The client can request the server to return the names of all keys available to the client by using the KeyNamesRequest element.
For unauthenticated clients, this request queries the global keys only.
For authenticated clients, this request queries global keys, keys owned by the client, and keys for which the client has some defined permissions.

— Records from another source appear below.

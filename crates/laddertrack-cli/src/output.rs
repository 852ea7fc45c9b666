use std::io::{self, Write};

use serde_json::Value;

use crate::cli::OutputFormat;
use crate::commands::CommandOutput;
use crate::error::CliError;

pub fn render(output: &CommandOutput, format: OutputFormat, pretty: bool) -> Result<(), CliError> {
    let stdout = io::stdout();
    let mut writer = stdout.lock();
    match format {
        OutputFormat::Json => {
            let text = if pretty {
                serde_json::to_string_pretty(&output.data)?
            } else {
                serde_json::to_string(&output.data)?
            };
            writeln!(writer, "{text}")?;
        }
        OutputFormat::Table => write_table(&mut writer, output)?,
    }
    Ok(())
}

fn write_table(writer: &mut impl Write, output: &CommandOutput) -> Result<(), CliError> {
    let rows: Vec<&Value> = match &output.data {
        Value::Array(items) => items.iter().collect(),
        other => vec![other],
    };

    let cells: Vec<Vec<String>> = rows
        .iter()
        .map(|row| {
            output
                .columns
                .iter()
                .map(|column| cell(row.get(*column)))
                .collect()
        })
        .collect();

    let widths: Vec<usize> = output
        .columns
        .iter()
        .enumerate()
        .map(|(index, column)| {
            cells
                .iter()
                .map(|row| row[index].len())
                .chain([column.len()])
                .max()
                .unwrap_or_default()
        })
        .collect();

    let header: Vec<String> = output.columns.iter().map(|column| column.to_string()).collect();
    write_row(writer, &header, &widths)?;
    for row in &cells {
        write_row(writer, row, &widths)?;
    }
    Ok(())
}

fn write_row(writer: &mut impl Write, row: &[String], widths: &[usize]) -> Result<(), CliError> {
    let line: Vec<String> = row
        .iter()
        .zip(widths)
        .map(|(value, width)| format!("{value:<width$}"))
        .collect();
    writeln!(writer, "{}", line.join("  ").trim_end())?;
    Ok(())
}

fn cell(value: Option<&Value>) -> String {
    match value {
        None | Some(Value::Null) => String::from("-"),
        Some(Value::String(text)) => text.clone(),
        Some(other) => other.to_string(),
    }
}

#[cfg(test)]
mod tests {
    use serde_json::json;

    use super::*;

    #[test]
    fn table_aligns_columns() {
        let output = CommandOutput {
            data: json!([
                {"provider": "twitch", "health": 100.0},
                {"provider": "sc2revealed", "health": null},
            ]),
            columns: vec!["provider", "health"],
        };
        let mut buffer = Vec::new();

        write_table(&mut buffer, &output).expect("table");

        let text = String::from_utf8(buffer).expect("utf8");
        let lines: Vec<&str> = text.lines().collect();
        assert_eq!(lines[0], "provider     health");
        assert_eq!(lines[1], "twitch       100.0");
        assert_eq!(lines[2], "sc2revealed  -");
    }
}
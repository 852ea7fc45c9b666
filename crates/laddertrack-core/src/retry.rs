//! Retry decisions with fixed or exponential backoff.
//!
//! The policy only looks at the outcome of a physical attempt and the attempt
//! count; it knows nothing about the provider it serves.

use std::time::Duration;

/// Outcome of one physical attempt, as seen by the retry policy.
#[derive(Debug, Clone, Copy, PartialEq, Eq)]
pub enum AttemptOutcome {
    Success,
    /// Non-success HTTP status that was not classified as empty.
    StatusError(u16),
    /// The body could not be decoded.
    BodyError,
    /// Connect, read, or write timeout.
    TimeoutError,
    /// Connection refused/reset or another transport failure.
    TransportError,
}

impl AttemptOutcome {
    pub const fn is_retryable(self) -> bool {
        match self {
            Self::Success => false,
            Self::StatusError(status) => status >= 500 && status < 600,
            Self::BodyError | Self::TimeoutError | Self::TransportError => true,
        }
    }
}

/// What to do after an attempt.
#[derive(Debug, Clone, Copy, PartialEq, Eq)]
pub enum RetryDecision {
    Retry { delay: Duration },
    Stop,
}

/// Attempt bookkeeping for one logical operation.
#[derive(Debug, Clone, PartialEq, Eq)]
pub struct RetryContext {
    attempt: u32,
    max_attempts: u32,
    last_outcome: Option<AttemptOutcome>,
}

impl RetryContext {
    pub fn new(max_attempts: u32) -> Self {
        Self {
            attempt: 0,
            max_attempts: max_attempts.max(1),
            last_outcome: None,
        }
    }

    /// Record a finished physical attempt.
    pub fn record(&mut self, outcome: AttemptOutcome) {
        self.attempt = self.attempt.saturating_add(1);
        self.last_outcome = Some(outcome);
    }

    /// Number of physical attempts made so far.
    pub const fn attempt(&self) -> u32 {
        self.attempt
    }

    pub const fn max_attempts(&self) -> u32 {
        self.max_attempts
    }

    pub const fn last_outcome(&self) -> Option<AttemptOutcome> {
        self.last_outcome
    }

    pub const fn exhausted(&self) -> bool {
        self.attempt >= self.max_attempts
    }
}

/// Backoff strategy between attempts.
#[derive(Debug, Clone, Copy, PartialEq)]
pub enum Backoff {
    Fixed {
        delay: Duration,
    },
    /// `base * factor^retry`, capped at `max`, optionally jittered by +/- 50%.
    Exponential {
        base: Duration,
        factor: f64,
        max: Duration,
        jitter: bool,
    },
}

impl Default for Backoff {
    fn default() -> Self {
        Self::Exponential {
            base: Duration::from_millis(100),
            factor: 2.0,
            max: Duration::from_secs(2),
            jitter: true,
        }
    }
}

impl Backoff {
    /// Delay before retry number `retry` (0-based).
    pub fn delay(self, retry: u32) -> Duration {
        match self {
            Self::Fixed { delay } => delay,
            Self::Exponential {
                base,
                factor,
                max,
                jitter,
            } => {
                let scale = factor.powi(retry.min(i32::MAX as u32) as i32);
                let seconds = (base.as_secs_f64() * scale).min(max.as_secs_f64());
                let delay = Duration::from_secs_f64(seconds.max(0.0));

                if !jitter {
                    return delay;
                }

                let millis = delay.as_millis() as u64;
                let spread = millis / 2;
                let offset = fastrand::u64(0..=spread * 2);
                Duration::from_millis((millis + offset).saturating_sub(spread))
            }
        }
    }

    /// Upper bound of the delay before retry number `retry`, jitter included.
    pub fn max_delay(self, retry: u32) -> Duration {
        match self {
            Self::Fixed { delay } => delay,
            Self::Exponential {
                base,
                factor,
                max,
                jitter,
            } => {
                let plain = Self::Exponential {
                    base,
                    factor,
                    max,
                    jitter: false,
                }
                .delay(retry);
                if jitter {
                    plain + plain / 2
                } else {
                    plain
                }
            }
        }
    }
}

/// Per-provider retry policy.
#[derive(Debug, Clone, PartialEq)]
pub struct RetryPolicy {
    /// Total physical attempts for one logical operation (first try included).
    pub max_attempts: u32,
    pub backoff: Backoff,
}

impl Default for RetryPolicy {
    fn default() -> Self {
        Self {
            max_attempts: 3,
            backoff: Backoff::default(),
        }
    }
}

impl RetryPolicy {
    pub fn exponential(max_attempts: u32) -> Self {
        Self {
            max_attempts: max_attempts.max(1),
            ..Self::default()
        }
    }

    pub fn fixed(delay: Duration, max_attempts: u32) -> Self {
        Self {
            max_attempts: max_attempts.max(1),
            backoff: Backoff::Fixed { delay },
        }
    }

    /// Single attempt, never retried.
    pub fn no_retry() -> Self {
        Self::fixed(Duration::ZERO, 1)
    }

    /// Millisecond-scale policy for tests.
    pub fn immediate(max_attempts: u32) -> Self {
        Self::fixed(Duration::from_millis(1), max_attempts)
    }

    pub fn context(&self) -> RetryContext {
        RetryContext::new(self.max_attempts)
    }

    /// Decide whether the operation tracked by `context` should try again.
    pub fn decide(&self, context: &RetryContext) -> RetryDecision {
        let Some(outcome) = context.last_outcome() else {
            return RetryDecision::Retry {
                delay: Duration::ZERO,
            };
        };

        if !outcome.is_retryable() || context.exhausted() {
            return RetryDecision::Stop;
        }

        RetryDecision::Retry {
            delay: self.backoff.delay(context.attempt().saturating_sub(1)),
        }
    }

    /// Worst-case total backoff time across all retries.
    pub fn max_total_delay(&self) -> Duration {
        (0..self.max_attempts.saturating_sub(1))
            .map(|retry| self.backoff.max_delay(retry))
            .sum()
    }
}
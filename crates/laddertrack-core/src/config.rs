//! Per-provider client configuration.
//!
//! Built-in defaults come from [`ProviderConfig::default_for`]. Deployments override
//! them through environment variables:
//!
//! | Variable | Field |
//! |----------|-------|
//! | `LADDERTRACK_<PROVIDER>_BASE_URL` | `base_url` |
//! | `LADDERTRACK_<PROVIDER>_TIMEOUT_MS` | `request_timeout_ms` |
//! | `LADDERTRACK_<PROVIDER>_MAX_ATTEMPTS` | `max_attempts` |
//! | `LADDERTRACK_<PROVIDER>_MAX_BATCH_SIZE` | `max_batch_size` |
//! | `LADDERTRACK_<PROVIDER>_TOKEN` | credential, see [`ProviderConfig::token_from_env`] |

use std::env;
use std::str::FromStr;

use serde::{Deserialize, Serialize};

use crate::classify::EmptyStatusSet;
use crate::error::{ClientError, ValidationError};
use crate::http_client::TransportConfig;
use crate::retry::RetryPolicy;
use crate::throttling::RateLimit;
use crate::ProviderId;

/// Immutable base configuration of one provider client.
#[derive(Debug, Clone, PartialEq, Serialize, Deserialize)]
pub struct ProviderConfig {
    pub provider: ProviderId,
    pub base_url: String,
    pub connect_timeout_ms: u64,
    /// Per-attempt budget covering send and body read.
    pub request_timeout_ms: u64,
    /// Largest key set one request may carry.
    pub max_batch_size: usize,
    /// Batches in flight at once.
    pub batch_concurrency: usize,
    /// Total physical attempts per logical operation.
    pub max_attempts: u32,
    #[serde(default)]
    pub empty_statuses: EmptyStatusSet,
    #[serde(default)]
    pub rate_limit: Option<RateLimit>,
}

impl ProviderConfig {
    fn base(provider: ProviderId, base_url: &str) -> Self {
        Self {
            provider,
            base_url: base_url.to_owned(),
            connect_timeout_ms: 5_000,
            request_timeout_ms: 10_000,
            max_batch_size: 1,
            batch_concurrency: 4,
            max_attempts: 3,
            empty_statuses: EmptyStatusSet::default(),
            rate_limit: None,
        }
    }

    pub fn default_for(provider: ProviderId) -> Self {
        match provider {
            ProviderId::Battlenet => Self {
                batch_concurrency: 8,
                rate_limit: Some(RateLimit::per_second(100)),
                ..Self::base(provider, "https://eu.api.blizzard.com")
            },
            ProviderId::Aligulac => Self {
                max_batch_size: 100,
                batch_concurrency: 2,
                ..Self::base(provider, "http://aligulac.com/api/v1")
            },
            ProviderId::Liquipedia => Self {
                max_batch_size: 50,
                batch_concurrency: 1,
                rate_limit: Some(RateLimit::per_minute(30)),
                ..Self::base(provider, "https://liquipedia.net/starcraft2/api.php")
            },
            ProviderId::Sc2arcade => Self {
                max_batch_size: 100,
                ..Self::base(provider, "https://api.sc2arcade.com")
            },
            ProviderId::Twitch => Self {
                max_batch_size: 100,
                rate_limit: Some(RateLimit::per_minute(800)),
                ..Self::base(provider, "https://api.twitch.tv/helix")
            },
            ProviderId::Youtube => Self {
                max_batch_size: 50,
                batch_concurrency: 2,
                ..Self::base(provider, "https://www.googleapis.com/youtube/v3")
            },
            ProviderId::Discord => Self {
                rate_limit: Some(RateLimit::per_second(50)),
                ..Self::base(provider, "https://discord.com/api/v10")
            },
            ProviderId::Sc2revealed => Self {
                request_timeout_ms: 20_000,
                batch_concurrency: 1,
                ..Self::base(provider, "https://sc2revealed.com/api")
            },
        }
    }

    /// Defaults for `provider` with environment overrides applied.
    pub fn from_env(provider: ProviderId) -> Result<Self, ValidationError> {
        Self::default_for(provider).with_overrides(|name| env::var(name).ok())
    }

    /// Apply overrides from a variable lookup (environment in production).
    pub fn with_overrides(
        mut self,
        lookup: impl Fn(&str) -> Option<String>,
    ) -> Result<Self, ValidationError> {
        let prefix = self.provider.env_prefix();

        if let Some(base_url) = lookup(&format!("{prefix}_BASE_URL")) {
            self.base_url = base_url.trim().to_owned();
        }
        if let Some(timeout) = parse_var(&lookup, &format!("{prefix}_TIMEOUT_MS"))? {
            self.request_timeout_ms = timeout;
        }
        if let Some(attempts) = parse_var(&lookup, &format!("{prefix}_MAX_ATTEMPTS"))? {
            self.max_attempts = attempts;
        }
        if let Some(batch_size) = parse_var(&lookup, &format!("{prefix}_MAX_BATCH_SIZE"))? {
            self.max_batch_size = batch_size;
        }

        Ok(self)
    }

    /// Credential for the provider, read from `LADDERTRACK_<PROVIDER>_TOKEN`.
    pub fn token_from_env(&self) -> Option<String> {
        env::var(format!("{}_TOKEN", self.provider.env_prefix()))
            .ok()
            .filter(|token| !token.trim().is_empty())
    }

    pub fn validate(&self) -> Result<(), ClientError> {
        if !(self.base_url.starts_with("http://") || self.base_url.starts_with("https://")) {
            return Err(ClientError::invalid_configuration(format!(
                "{} base url must be http(s): '{}'",
                self.provider, self.base_url
            )));
        }
        if self.max_batch_size == 0 {
            return Err(ClientError::invalid_configuration(format!(
                "{} max batch size must be at least 1",
                self.provider
            )));
        }
        if self.batch_concurrency == 0 {
            return Err(ClientError::invalid_configuration(format!(
                "{} batch concurrency must be at least 1",
                self.provider
            )));
        }
        if self.max_attempts == 0 {
            return Err(ClientError::invalid_configuration(format!(
                "{} max attempts must be at least 1",
                self.provider
            )));
        }
        if self.request_timeout_ms == 0 {
            return Err(ClientError::invalid_configuration(format!(
                "{} request timeout must be greater than zero",
                self.provider
            )));
        }
        Ok(())
    }

    pub fn retry_policy(&self) -> RetryPolicy {
        RetryPolicy::exponential(self.max_attempts)
    }

    pub fn transport(&self) -> TransportConfig {
        TransportConfig {
            connect_timeout_ms: self.connect_timeout_ms,
            read_timeout_ms: self.request_timeout_ms,
            ..TransportConfig::default()
        }
    }

    /// Absolute URL for a path relative to the base URL.
    pub fn url(&self, path: &str) -> String {
        if path.is_empty() {
            return self.base_url.clone();
        }
        format!(
            "{}/{}",
            self.base_url.trim_end_matches('/'),
            path.trim_start_matches('/')
        )
    }
}

fn parse_var<T: FromStr>(
    lookup: &impl Fn(&str) -> Option<String>,
    name: &str,
) -> Result<Option<T>, ValidationError> {
    let Some(raw) = lookup(name) else {
        return Ok(None);
    };
    raw.trim()
        .parse::<T>()
        .map(Some)
        .map_err(|_| ValidationError::InvalidEnvValue {
            name: name.to_owned(),
            value: raw,
        })
}
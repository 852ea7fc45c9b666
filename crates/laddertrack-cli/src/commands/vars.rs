use laddertrack_warehouse::Warehouse;
use serde_json::json;

use crate::cli::VarsArgs;
use crate::error::CliError;

use super::CommandOutput;

pub fn run(args: &VarsArgs, warehouse: &Warehouse) -> Result<CommandOutput, CliError> {
    let rows: Vec<_> = warehouse
        .vars_with_prefix(&args.prefix)?
        .into_iter()
        .map(|var| json!({ "key": var.key, "value": var.value }))
        .collect();

    Ok(CommandOutput::new(rows.into(), vec!["key", "value"]))
}

#[cfg(test)]
mod tests {
    use laddertrack_warehouse::WarehouseConfig;

    use super::*;

    #[test]
    fn prefix_filters_keys() {
        let dir = tempfile::tempdir().expect("tempdir");
        let warehouse = Warehouse::open(WarehouseConfig::at(dir.path())).expect("warehouse");
        warehouse.set_var("twitch_health", "100").expect("set");
        warehouse.set_var("discord_health", "50").expect("set");

        let output = run(
            &VarsArgs {
                prefix: String::from("twitch_"),
            },
            &warehouse,
        )
        .expect("vars");

        assert_eq!(output.data, json!([{ "key": "twitch_health", "value": "100" }]));
    }
}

The server returns a list of names of the keys available to the client. Optionally, the KeyNamesRequest command can specify that only keys with custom attributes or the key fingerprint matching the request be returned.
Note
AttributeValue is allowed only when AttributeName is specified. If AttributeName is not specified, AttributeValue has no effect.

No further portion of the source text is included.